#### Work to complete:
From the line containing "pub fn from_submission(submission: &SubmissionRecord)" down to the line containing "the same row." in the records below, reproduce every line exactly, ends included, and omit all others.
◇ ◇ ◇ ◇ ◇ ◇ ◇
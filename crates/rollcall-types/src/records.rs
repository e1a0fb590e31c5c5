//! Record types: what a session collects and what storage keeps.

use std::fmt;
use std::str::FromStr;

use chrono::{NaiveDate, NaiveDateTime};
use serde::{Deserialize, Serialize};

use crate::{ParticipantId, SessionId, TypesError};

/// Text format for stored timestamps (`2025-12-01 09:30:12`).
pub const TIMESTAMP_FORMAT: &str = "%Y-%m-%d %H:%M:%S";

/// Text format for stored dates (`2025-12-01`).
pub const DATE_FORMAT: &str = "%Y-%m-%d";

// ---------------------------------------------------------------------------
// AttendanceStatus
// ---------------------------------------------------------------------------

/// How a durable attendance record counts.
///
/// New records always carry an explicit status. Older rows may have a
/// NULL status column; [`AttendanceStatus::from_stored`] reads those as
/// `Present`.
#[derive(
    Debug, Clone, Copy, PartialEq, Eq, Hash, Serialize, Deserialize, Default,
)]
#[serde(rename_all = "lowercase")]
pub enum AttendanceStatus {
    /// Attended (submitted a valid code, or marked present by an admin).
    #[default]
    Present,
    /// Absent with an excuse recorded by an admin.
    Excused,
}

impl AttendanceStatus {
    /// The lowercase form written to storage.
    pub fn as_str(&self) -> &'static str {
        match self {
            Self::Present => "present",
            Self::Excused => "excused",
        }
    }

    /// Reads a nullable status column. NULL counts as present.
    pub fn from_stored(value: Option<&str>) -> Result<Self, TypesError> {
        match value {
            None => Ok(Self::Present),
            Some(s) => s.parse(),
        }
    }
}

impl FromStr for AttendanceStatus {
    type Err = TypesError;

    fn from_str(s: &str) -> Result<Self, Self::Err> {
        match s.trim().to_ascii_lowercase().as_str() {
            "present" => Ok(Self::Present),
            "excused" => Ok(Self::Excused),
            _ => Err(TypesError::UnknownStatus(s.to_string())),
        }
    }
}

impl fmt::Display for AttendanceStatus {
    fn fmt(&self, f: &mut fmt::Formatter<'_>) -> fmt::Result {
        f.write_str(self.as_str())
    }
}

// ---------------------------------------------------------------------------
// SubmissionRecord
// ---------------------------------------------------------------------------

/// One accepted submission, held in memory until the session closes.
///
/// Replaced wholesale when the same participant submits again; never
/// edited field by field.
#[derive(Debug, Clone, PartialEq, Eq, Serialize, Deserialize)]
pub struct SubmissionRecord {
    /// Who submitted.
    pub participant_id: ParticipantId,
    /// The participant's display name at the moment of submission.
    pub display_name: String,
    /// Local wall-clock time of the submission.
    pub submitted_at: NaiveDateTime,
    /// The session the submission was admitted into.
    pub session_id: SessionId,
}

// ---------------------------------------------------------------------------
// AttendanceRecord
// ---------------------------------------------------------------------------

/// A durable attendance row. Unique on `(participant_id, session_id)`.
#[derive(Debug, Clone, PartialEq, Eq, Serialize, Deserialize)]
pub struct AttendanceRecord {
    pub participant_id: ParticipantId,
    pub display_name: String,
    pub timestamp: NaiveDateTime,
    /// The attendance date. For live submissions this is the date of the
    /// submission itself, not of the session opening.
    pub date: NaiveDate,
    pub session_id: SessionId,
    pub status: AttendanceStatus,
}

impl AttendanceRecord {
    /// Converts an in-memory submission into the row that gets committed.
    pub fn from_submission(submission: &SubmissionRecord) -> Self {
        Self {
            participant_id: submission.participant_id,
            display_name: submission.display_name.clone(),
            timestamp: submission.submitted_at,
            date: submission.submitted_at.date(),
            session_id: submission.session_id.clone(),
            status: AttendanceStatus::Present,
        }
    }

    /// Storage key. Two records with the same key are the same row.
    pub fn key(&self) -> (ParticipantId, SessionId) {
        (self.participant_id, self.session_id.clone())
    }
}

// ---------------------------------------------------------------------------
// Enrollment / ExportRecord
// ---------------------------------------------------------------------------

/// Links a participant to their external (gradebook) identity.
#[derive(Debug, Clone, PartialEq, Eq, Serialize, Deserialize)]
pub struct Enrollment {
    pub participant_id: ParticipantId,
    /// Institution-issued student id.
    pub student_id: String,
    pub student_name: Option<String>,
}

/// An attendance row left-joined with its enrollment, if any.
///
/// This is the shape handed to export formatters.
#[derive(Debug, Clone, PartialEq, Eq, Serialize, Deserialize)]
pub struct ExportRecord {
    #[serde(flatten)]
    pub record: AttendanceRecord,
    pub student_id: Option<String>,
    pub student_name: Option<String>,
}

impl ExportRecord {
    /// Joins `record` with an optional enrollment.
    pub fn join(record: AttendanceRecord, enrollment: Option<&Enrollment>) -> Self {
        Self {
            record,
            student_id: enrollment.map(|e| e.student_id.clone()),
            student_name: enrollment.and_then(|e| e.student_name.clone()),
        }
    }
}

// ---------------------------------------------------------------------------
// DisplayHandle
// ---------------------------------------------------------------------------

/// Points at a message the transport rendered for a session.
///
/// The core never looks inside; it only hands the handle back to the
/// display implementation on every rotation and at close.
#[derive(Debug, Clone, Copy, PartialEq, Eq, Hash, Serialize, Deserialize)]
pub struct DisplayHandle {
    pub channel: u64,
    pub message: u64,
}

impl fmt::Display for DisplayHandle {
    fn fmt(&self, f: &mut fmt::Formatter<'_>) -> fmt::Result {
        write!(f, "{}/{}", self.channel, self.message)
    }
}

#[cfg(test)]
mod tests {
    use super::*;

    fn at(h: u32, m: u32, s: u32) -> NaiveDateTime {
        NaiveDate::from_ymd_opt(2025, 12, 1)
            .unwrap()
            .and_hms_opt(h, m, s)
            .unwrap()
    }

    #[test]
    fn test_status_parses_case_insensitively() {
        assert_eq!("Present".parse::<AttendanceStatus>().unwrap(), AttendanceStatus::Present);
        assert_eq!(" EXCUSED ".parse::<AttendanceStatus>().unwrap(), AttendanceStatus::Excused);
    }

    #[test]
    fn test_status_unknown_returns_error() {
        let result = "late".parse::<AttendanceStatus>();
        assert!(matches!(result, Err(TypesError::UnknownStatus(s)) if s == "late"));
    }

    #[test]
    fn test_status_null_reads_as_present() {
        assert_eq!(AttendanceStatus::from_stored(None).unwrap(), AttendanceStatus::Present);
        assert_eq!(
            AttendanceStatus::from_stored(Some("excused")).unwrap(),
            AttendanceStatus::Excused
        );
    }

    #[test]
    fn test_status_serializes_lowercase() {
        let json = serde_json::to_string(&AttendanceStatus::Excused).unwrap();
        assert_eq!(json, "\"excused\"");
    }

    #[test]
    fn test_from_submission_derives_date_and_present_status() {
        let submission = SubmissionRecord {
            participant_id: ParticipantId(5),
            display_name: "ada".into(),
            submitted_at: at(23, 59, 59),
            session_id: SessionId::new("s1"),
        };

        let record = AttendanceRecord::from_submission(&submission);

        assert_eq!(record.date, NaiveDate::from_ymd_opt(2025, 12, 1).unwrap());
        assert_eq!(record.timestamp, at(23, 59, 59));
        assert_eq!(record.status, AttendanceStatus::Present);
        assert_eq!(record.key(), (ParticipantId(5), SessionId::new("s1")));
    }

    #[test]
    fn test_export_record_joins_enrollment() {
        let record = AttendanceRecord {
            participant_id: ParticipantId(5),
            display_name: "ada".into(),
            timestamp: at(9, 0, 0),
            date: at(9, 0, 0).date(),
            session_id: SessionId::new("s1"),
            status: AttendanceStatus::Present,
        };
        let enrollment = Enrollment {
            participant_id: ParticipantId(5),
            student_id: "S-100".into(),
            student_name: Some("Ada Lovelace".into()),
        };

        let joined = ExportRecord::join(record.clone(), Some(&enrollment));
        let bare = ExportRecord::join(record, None);

        assert_eq!(joined.student_id.as_deref(), Some("S-100"));
        assert_eq!(joined.student_name.as_deref(), Some("Ada Lovelace"));
        assert!(bare.student_id.is_none());
    }

    #[test]
    fn test_export_record_json_is_flat() {
        let record = AttendanceRecord {
            participant_id: ParticipantId(5),
            display_name: "ada".into(),
            timestamp: at(9, 0, 0),
            date: at(9, 0, 0).date(),
            session_id: SessionId::new("s1"),
            status: AttendanceStatus::Present,
        };
        let value = serde_json::to_value(ExportRecord::join(record, None)).unwrap();

        assert_eq!(value["participant_id"], 5);
        assert_eq!(value["status"], "present");
        assert!(value["student_id"].is_null());
    }
}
◇ ◇ ◇ ◇ ◇ ◇ ◇
#### Answer for the task:
    pub fn from_submission(submission: &SubmissionRecord) -> Self {
        Self {
            participant_id: submission.participant_id,
            display_name: submission.display_name.clone(),
            timestamp: submission.submitted_at,
            date: submission.submitted_at.date(),
            session_id: submission.session_id.clone(),
            status: AttendanceStatus::Present,
        }
    }

    /// Storage key. Two records with the same key are the same row.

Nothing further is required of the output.